Reference: Pinheiro, Taylor, Cozens, Abramov, Renders, Zhang, Chaput, Wengel, Peak-Chew, McLaughlin, Herdewijn & Holliger. 2012. Synthetic Genetic Polymers Capable of Heredity and Evolution. Science

More on synthetic biology:


Comments (15)

  1. Hello,
    Great article. My mind is racing. excited to see the aptamer discussion. I’d like to read the primary article but the link to Pinheiro et al appears to be dead.

  2. lovely reading your articles.

  3. Steve

    Steven Benner is not at the University of California in Santa Cruz. He is Director of the Foundation for Applied Molecular Evolution and the Westheimer Institute for Science and Technology in Gainesville FL.

    [Oops! Sorry. Corrected – Ed]

  4. Josiah

    Would that be, “Xtreme Nucleic Acid?”

  5. ST

    This is very exciting and tremendous work.
    But I gotta say stuff like this “Synthesis and reverse transcription establish heredity (defined as the ability to encode and pass on genetic information) in all six XNAs.” is really annoying. When it comes to genetic material we have a pretty clear definition what it means to be heritable and the authors redefined it to make it fit their work. If synthesis and reverse transcription means heritable storage of genetic information, then a simple paper print out of a genetic sequence has the same heredity properties of XNA.

  6. By sheer coincidence I’d just finished re-reading (after 39 years [sic]) Watson’s “DOUBLE HELIX” today. Leaving aside the blatant sexism towards Franklin, I found myself just as riveted as when I first read this book all those years ago – even though I knew the ending this time 😉

    I’d hardly put the book down when Adam Rutherford’s tweet came through drawing my attention to this article. Beautifully written and fascinating stuff; and very much the icing on the cake of my reading earlier in the day.

    Even from the point of view of pure science, the exercise of constructing and manipulating synthetic nucleic acids is awe inspiring. Consideration of the possible applications of this technology makes it all the more exciting.

    Can’t remember the last time I enjoyed reading a science article as much as enjoyed this one.

  7. megan

    Wow, it makes the concept of Synthetic lifeforms so real and more probable. Like the replicants in Blade Runner. Sent to mine uninhabitable planets and extremes of space due to their chemistry biology. But then programmed to cell die early for safety and prevention of over running DNA/RNA archaic originals.

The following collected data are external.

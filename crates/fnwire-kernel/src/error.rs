//! Error types for fnwire kernel operations.

use crate::route::RouteId;

pub mod failure_class {
    pub const AMBIGUOUS_DOCUMENT_COMMAND: &str = "ambiguous_document_command";
    pub const MISSING_TOKEN_VALIDATOR: &str = "missing_token_validator";
    pub const MALFORMED_ROUTE: &str = "malformed_route";
    pub const UNRESOLVED_ROUTE_PARAMETER: &str = "unresolved_route_parameter";
    pub const UNKNOWN_ROUTE: &str = "unknown_route";
}

/// Configuration errors raised by the resolution pass. Any one of them
/// aborts resolution for the whole definition set.
#[derive(Debug, Clone, PartialEq, Eq, thiserror::Error)]
pub enum ResolveError {
    /// The command carries both change-feed classifications.
    #[error(
        "command {command} implements both the document and the document batch capability - it can only implement one of them"
    )]
    AmbiguousDocumentCommand { command: String },

    /// Token validation is requested but no validator type resolved.
    #[error(
        "command {command} expects to be authenticated with token validation but no token validator is registered"
    )]
    MissingTokenValidator { command: String },

    /// A placeholder in the route template has an empty body.
    #[error("bad route parameter in route {route} for command type {command}")]
    MalformedRoute { route: String, command: String },

    /// A placeholder names no command field, or several ambiguously.
    #[error("unable to match route parameter {parameter} to a field on command type {command}")]
    UnresolvedRouteParameter { parameter: String, command: String },

    /// The definition points at a route configuration that is not registered.
    #[error("command {command} references unknown route configuration {id}")]
    UnknownRoute { id: RouteId, command: String },
}

impl ResolveError {
    /// Stable snake_case class for machine-readable reports.
    pub fn class(&self) -> &'static str {
        match self {
            ResolveError::AmbiguousDocumentCommand { .. } => {
                failure_class::AMBIGUOUS_DOCUMENT_COMMAND
            }
            ResolveError::MissingTokenValidator { .. } => failure_class::MISSING_TOKEN_VALIDATOR,
            ResolveError::MalformedRoute { .. } => failure_class::MALFORMED_ROUTE,
            ResolveError::UnresolvedRouteParameter { .. } => {
                failure_class::UNRESOLVED_ROUTE_PARAMETER
            }
            ResolveError::UnknownRoute { .. } => failure_class::UNKNOWN_ROUTE,
        }
    }

    /// The offending command type.
    pub fn command(&self) -> &str {
        match self {
            ResolveError::AmbiguousDocumentCommand { command }
            | ResolveError::MissingTokenValidator { command }
            | ResolveError::MalformedRoute { command, .. }
            | ResolveError::UnresolvedRouteParameter { command, .. }
            | ResolveError::UnknownRoute { command, .. } => command,
        }
    }
}

/// Failures loading the resolver configuration.
#[derive(Debug, thiserror::Error)]
pub enum ConfigError {
    #[error("failed to read file: {path}: {source}")]
    ReadFile {
        path: String,
        #[source]
        source: std::io::Error,
    },

    #[error("invalid toml at {path}: {source}")]
    ParseToml {
        path: String,
        #[source]
        source: toml::de::Error,
    },
}

/// Failures loading a definition manifest.
#[derive(Debug, thiserror::Error)]
pub enum ManifestError {
    #[error("failed to read file: {path}: {source}")]
    ReadFile {
        path: String,
        #[source]
        source: std::io::Error,
    },

    #[error("invalid json at {path}: {source}")]
    ParseJson {
        path: String,
        #[source]
        source: serde_json::Error,
    },

    #[error("invalid toml at {path}: {source}")]
    ParseToml {
        path: String,
        #[source]
        source: toml::de::Error,
    },

    #[error("command type {0} is declared more than once")]
    DuplicateCommand(String),

    #[error("function {function} references unknown command type {command}")]
    UnknownCommand { function: String, command: String },

    /// Two route entries for one template set a shared field differently.
    #[error("route {route} is declared more than once with conflicting {field}")]
    ConflictingRoute { route: String, field: &'static str },
}

#[cfg(test)]
mod tests {
    use super::*;

    #[test]
    fn messages_name_the_command_and_parameter() {
        let err = ResolveError::UnresolvedRouteParameter {
            parameter: "unknownField".to_string(),
            command: "GetOrderQuery".to_string(),
        };
        insta::assert_snapshot!(
            err.to_string(),
            @"unable to match route parameter unknownField to a field on command type GetOrderQuery"
        );
        assert_eq!(err.class(), failure_class::UNRESOLVED_ROUTE_PARAMETER);
        assert_eq!(err.command(), "GetOrderQuery");
    }

    #[test]
    fn missing_validator_message_is_actionable() {
        let err = ResolveError::MissingTokenValidator {
            command: "DeleteOrder".to_string(),
        };
        insta::assert_snapshot!(
            err.to_string(),
            @"command DeleteOrder expects to be authenticated with token validation but no token validator is registered"
        );
    }

    #[test]
    fn malformed_route_message_carries_route_text() {
        let err = ResolveError::MalformedRoute {
            route: "orders/{}".to_string(),
            command: "GetOrder".to_string(),
        };
        insta::assert_snapshot!(
            err.to_string(),
            @"bad route parameter in route orders/{} for command type GetOrder"
        );
        assert_eq!(err.class(), failure_class::MALFORMED_ROUTE);
    }
}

  8. Can’t wait to tell some intelligent design fans that Vitor Pinheiro did a better job then their proposed designer :)

  9. Was it just a fluke that life on earth used RNA/DNA? Would these XNA alternates be just as likely bases for life on other planets? Am I asking you to speculate with far too little data?

  10. floodmouse

    If the XNA variants are really bulletproof against most forms of chemical damage, wouldn’t that prevent them from going through fast evolution like DNA-based life? It seems like there wouldn’t be so many mutations to select from.

  11. @Mike – Thanks! Appreciated.

    @Roedy – That’s the idea that Holliger is suggesting, but the point is that we don’t know. But we can now test RNA/DNA against these others to see if they have any advantages.

    @Floodmouse – Mutation isn’t just produced by chemical damage. There’s also basic copying error. That contributes a lot too.

  12. Odin

    Hope they come up with a triple helix next.

  13. T.g.Padmanabhan

    Victor Pinheiro will be worshiped as the God by new artificial life forms based on XNAs !!!
    chances for giving the artificial life forms immortality by tweaking the XNAs are bright!!
    Long live the artificial God- Victor Pinheiro!!
    Thanks to Discover Magazine!

  14. sourav

    it”s a miracle in science with a ray of hope for creating artificial life.

  15. Anthony Hauser

    Um…the “CeNA” is claimed by the article to be Cyclohexane, but alkanes (hence the ANE at the end) don’t have pi-bonds. It would instead be a cyclohexene with a pi-bond. Although then the chair-conformation structure present wouldn’t be that good because it’s unstable in that presentation.